PROBLEM TO SOLVE:
Within the entries below, find the portion that opens with the line containing "for a line that is not wired." and closes with the line containing "pub enum Line". Retype that portion exactly and only.

[Collected data]
┏━━

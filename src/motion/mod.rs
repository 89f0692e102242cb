//! Motion module for stepper-axes.
//!
//! Provides the motion state shared with the external step generator.

mod context;
mod dda;

pub use context::MotionContext;
pub use dda::{AxisDda, DdaSnapshot};
//! Port bindings and port I/O.
//!
//! Each axis is bound to step, direction and enable outputs plus optional minimum and maximum
//! endstop inputs. Initialization only ever touches hardware through [`PortIo`].

mod hal;

use core::fmt;

use serde::Deserialize;

use crate::config::{Axis, AXIS_COUNT};

pub use hal::HalPorts;

/// Identifier of a physical signal line, or the null signal for a line that is not wired.
#[derive(Debug, Clone, Copy, PartialEq, Eq, Hash, Default, Deserialize)]
#[cfg_attr(feature = "defmt", derive(defmt::Format))]
#[serde(transparent)]
pub struct Signal(Option<u8>);

impl Signal {
    /// A line that is not wired.
    pub const NULL: Signal = Signal(None);

    /// A wired line.
    #[inline]
    pub const fn pin(id: u8) -> Self {
        Self(Some(id))
    }

    /// Whether this is the null signal.
    #[inline]
    pub const fn is_null(self) -> bool {
        self.0.is_none()
    }

    /// Raw identifier, if wired.
    #[inline]
    pub const fn id(self) -> Option<u8> {
        self.0
    }
}

/// The role of a signal line within an axis binding.
#[derive(Debug, Clone, Copy, PartialEq, Eq)]
#[cfg_attr(feature = "defmt", derive(defmt::Format))]
pub enum Line {
    /// Step pulse output.
    Step,
    /// Direction output.
    Dir,
    /// Driver enable output (active low).
    Enable,
    /// Minimum endstop input.
    Min,
    /// Maximum endstop input.
    Max,
}

impl fmt::Display for Line {
    fn fmt(&self, f: &mut fmt::Formatter<'_>) -> fmt::Result {
        f.write_str(match self {
            Line::Step => "step",
            Line::Dir => "dir",
            Line::Enable => "enable",
            Line::Min => "min endstop",
            Line::Max => "max endstop",
        })
    }
}

/// Signal lines bound to one axis.
#[derive(Debug, Clone, Copy, PartialEq, Eq, Default, Deserialize)]
#[cfg_attr(feature = "defmt", derive(defmt::Format))]
pub struct AxisPorts {
    /// Step pulse output.
    pub step: Signal,
    /// Direction output.
    pub dir: Signal,
    /// Driver enable output (active low).
    pub enable: Signal,
    /// Minimum endstop input.
    #[serde(default)]
    pub min: Signal,
    /// Maximum endstop input.
    #[serde(default)]
    pub max: Signal,
}

impl AxisPorts {
    /// Bind the three outputs with no endstops.
    pub const fn outputs(step: u8, dir: u8, enable: u8) -> Self {
        Self {
            step: Signal::pin(step),
            dir: Signal::pin(dir),
            enable: Signal::pin(enable),
            min: Signal::NULL,
            max: Signal::NULL,
        }
    }

    /// Add endstop inputs.
    pub const fn with_endstops(mut self, min: Signal, max: Signal) -> Self {
        self.min = min;
        self.max = max;
        self
    }

    /// Signal bound to a line.
    pub const fn line(&self, line: Line) -> Signal {
        match line {
            Line::Step => self.step,
            Line::Dir => self.dir,
            Line::Enable => self.enable,
            Line::Min => self.min,
            Line::Max => self.max,
        }
    }

    /// Iterate over `(line, signal)` pairs.
    pub fn lines(&self) -> impl Iterator<Item = (Line, Signal)> + '_ {
        [Line::Step, Line::Dir, Line::Enable, Line::Min, Line::Max]
            .into_iter()
            .map(move |line| (line, self.line(line)))
    }
}

/// Board-time mapping from axis to its signal lines. Never mutated once built.
#[derive(Debug, Clone, Copy, PartialEq, Eq)]
pub struct PortBindingTable {
    ports: [AxisPorts; AXIS_COUNT],
}

impl PortBindingTable {
    /// Build a table from per-axis bindings in axis index order.
    pub const fn new(ports: [AxisPorts; AXIS_COUNT]) -> Self {
        Self { ports }
    }

    /// Bindings of one axis.
    #[inline]
    pub fn get(&self, axis: Axis) -> &AxisPorts {
        &self.ports[axis.index()]
    }

    /// Iterate over `(axis, ports)` pairs.
    pub fn iter(&self) -> impl Iterator<Item = (Axis, &AxisPorts)> {
        Axis::ALL.into_iter().zip(self.ports.iter())
    }
}

/// Port I/O capability implemented per target platform.
///
/// Hardware configuration calls have no failure contract; implementations that can fail must
/// absorb the failure.
pub trait PortIo {
    /// Configure a signal as output (`true`) or input (`false`).
    fn set_direction(&mut self, signal: Signal, output: bool);

    /// Drive a signal. For inputs, `true` enables the pull-up.
    fn write(&mut self, signal: Signal, high: bool);

    /// Whether a signal is not wired.
    fn is_null(&self, signal: Signal) -> bool {
        signal.is_null()
    }
}

impl<T: PortIo + ?Sized> PortIo for &mut T {
    fn set_direction(&mut self, signal: Signal, output: bool) {
        (**self).set_direction(signal, output);
    }

    fn write(&mut self, signal: Signal, high: bool) {
        (**self).write(signal, high);
    }

    fn is_null(&self, signal: Signal) -> bool {
        (**self).is_null(signal)
    }
}
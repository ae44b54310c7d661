//! Draws tracked boxes onto frames and writes them out as PNG files.

use std::fs;
use std::path::{Path, PathBuf};

use image::Rgb;
use imageproc::drawing::draw_hollow_rect_mut;
use imageproc::rect::Rect;

use crate::association::TrackingRecord;
use crate::error::BoxError;
use crate::integration::{Frame, FrameAnnotator};

pub const BOX_COLOR: Rgb<u8> = Rgb([0, 255, 0]);

/// Saves every frame as `frame_{n:06}.png` with a 2px green rectangle per
/// tracking record. Both corners of the record are on the outline.
#[derive(Debug, Clone)]
pub struct BoxAnnotator {
    output_dir: PathBuf,
}

impl BoxAnnotator {
    /// Create the annotator, creating `output_dir` if needed.
    pub fn new(output_dir: impl Into<PathBuf>) -> std::io::Result<Self> {
        let output_dir = output_dir.into();
        fs::create_dir_all(&output_dir)?;
        Ok(Self { output_dir })
    }

    pub fn output_dir(&self) -> &Path {
        &self.output_dir
    }

    pub fn frame_path(&self, frame_number: u64) -> PathBuf {
        self.output_dir.join(format!("frame_{frame_number:06}.png"))
    }
}

/// Outline rectangles for a record, outermost first. Boxes too small for a
/// second ring get one.
fn record_rects(record: &TrackingRecord) -> Vec<Rect> {
    let width = (record.x2 - record.x1 + 1).max(1);
    let height = (record.y2 - record.y1 + 1).max(1);
    let mut rects = vec![Rect::at(record.x1, record.y1).of_size(width as u32, height as u32)];
    if width > 2 && height > 2 {
        rects.push(Rect::at(record.x1 + 1, record.y1 + 1).of_size(width as u32 - 2, height as u32 - 2));
    }
    rects
}

impl FrameAnnotator for BoxAnnotator {
    fn annotate(
        &mut self,
        frame_number: u64,
        frame: &Frame,
        records: &[TrackingRecord],
    ) -> Result<(), BoxError> {
        let mut canvas = frame.image().clone();
        for rect in records.iter().flat_map(record_rects) {
            draw_hollow_rect_mut(&mut canvas, rect, BOX_COLOR);
        }
        canvas.save(self.frame_path(frame_number))?;
        Ok(())
    }
}
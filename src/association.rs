//! Association of tracker output with the filtered detections of a frame.

mod engine;
mod matching;
mod types;

pub use engine::{AssociationStrategy, Associator, IOU_MATCH_FLOOR};
pub use matching::{Assignment, greedy_assignment, linear_assignment};
pub use types::{TrackedObject, TrackingRecord};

┗━━

ANSWER BELOW:
/// Identifier of a physical signal line, or the null signal for a line that is not wired.
#[derive(Debug, Clone, Copy, PartialEq, Eq, Hash, Default, Deserialize)]
#[cfg_attr(feature = "defmt", derive(defmt::Format))]
#[serde(transparent)]
pub struct Signal(Option<u8>);

impl Signal {
    /// A line that is not wired.
    pub const NULL: Signal = Signal(None);

    /// A wired line.
    #[inline]
    pub const fn pin(id: u8) -> Self {
        Self(Some(id))
    }

    /// Whether this is the null signal.
    #[inline]
    pub const fn is_null(self) -> bool {
        self.0.is_none()
    }

    /// Raw identifier, if wired.
    #[inline]
    pub const fn id(self) -> Option<u8> {
        self.0
    }
}

/// The role of a signal line within an axis binding.
#[derive(Debug, Clone, Copy, PartialEq, Eq)]
#[cfg_attr(feature = "defmt", derive(defmt::Format))]
pub enum Line {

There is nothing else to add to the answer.